Il Global Burden of Disease Study 2010, la più ampia indagine epidemiologica mai effettuata per descrivere su scala mondiale la distribuzione e le cause delle malattie e dei loro fattori di rischio, offre l’opportunità di confrontare le malattie e i fattori di rischio e comprendere, in un determinato contesto, quali siano i principali determinanti per la perdita di salute. The Lancet, nelle scorse settimane [3], ha estrapolato i risultati, nazione per nazione, mettendo in luce, come tendenza generale, la crescita del numero delle vittime di malattie croniche degenerative che hanno alti costi e causano disabilità di difficile gestione.

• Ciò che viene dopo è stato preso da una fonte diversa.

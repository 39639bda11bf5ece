use serde::{Deserialize, Serialize};

/// Serialized condition: a registered kind plus its params.
#[derive(Debug, Clone, Default, PartialEq, Serialize, Deserialize)]
pub struct ConditionModel {
    pub kind: String,
    #[serde(default)]
    pub params: serde_json::Value,
}

#[derive(Debug, Clone, Default, PartialEq, Serialize, Deserialize)]
pub struct EdgeModel {
    /// generated when missing
    #[serde(default, skip_serializing_if = "Option::is_none")]
    pub id: Option<String>,
    pub head: String,
    pub tail: String,
    #[serde(default)]
    pub bundle: bool,
    #[serde(default, skip_serializing_if = "Option::is_none")]
    pub condition: Option<ConditionModel>,
}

È anche sulla base di queste proiezioni che i governi, da un lato, e l’industria e la ricerca, dall’altro, dovrebbero pianificare politiche di gestione e sviluppo sul lungo termine, in nome di una sostenibilità che mantenga sempre saldo il senso etico e morale dell’assistenza agli ammalati.

Referenze:

1
Price of drugs for chronic myeloid leukemia (CML), reflection of the unsustainable cancer drug prices: perspective of CML Experts. Blood. 2013 Apr 25. [Epub ahead of print]. 
2 Richard Sullivan et al. Delivering affordable cancer care in high-income countries, The Lancet Oncology, 1 settembre 2011, Vol. 12, Issue 10, pp. 933-980.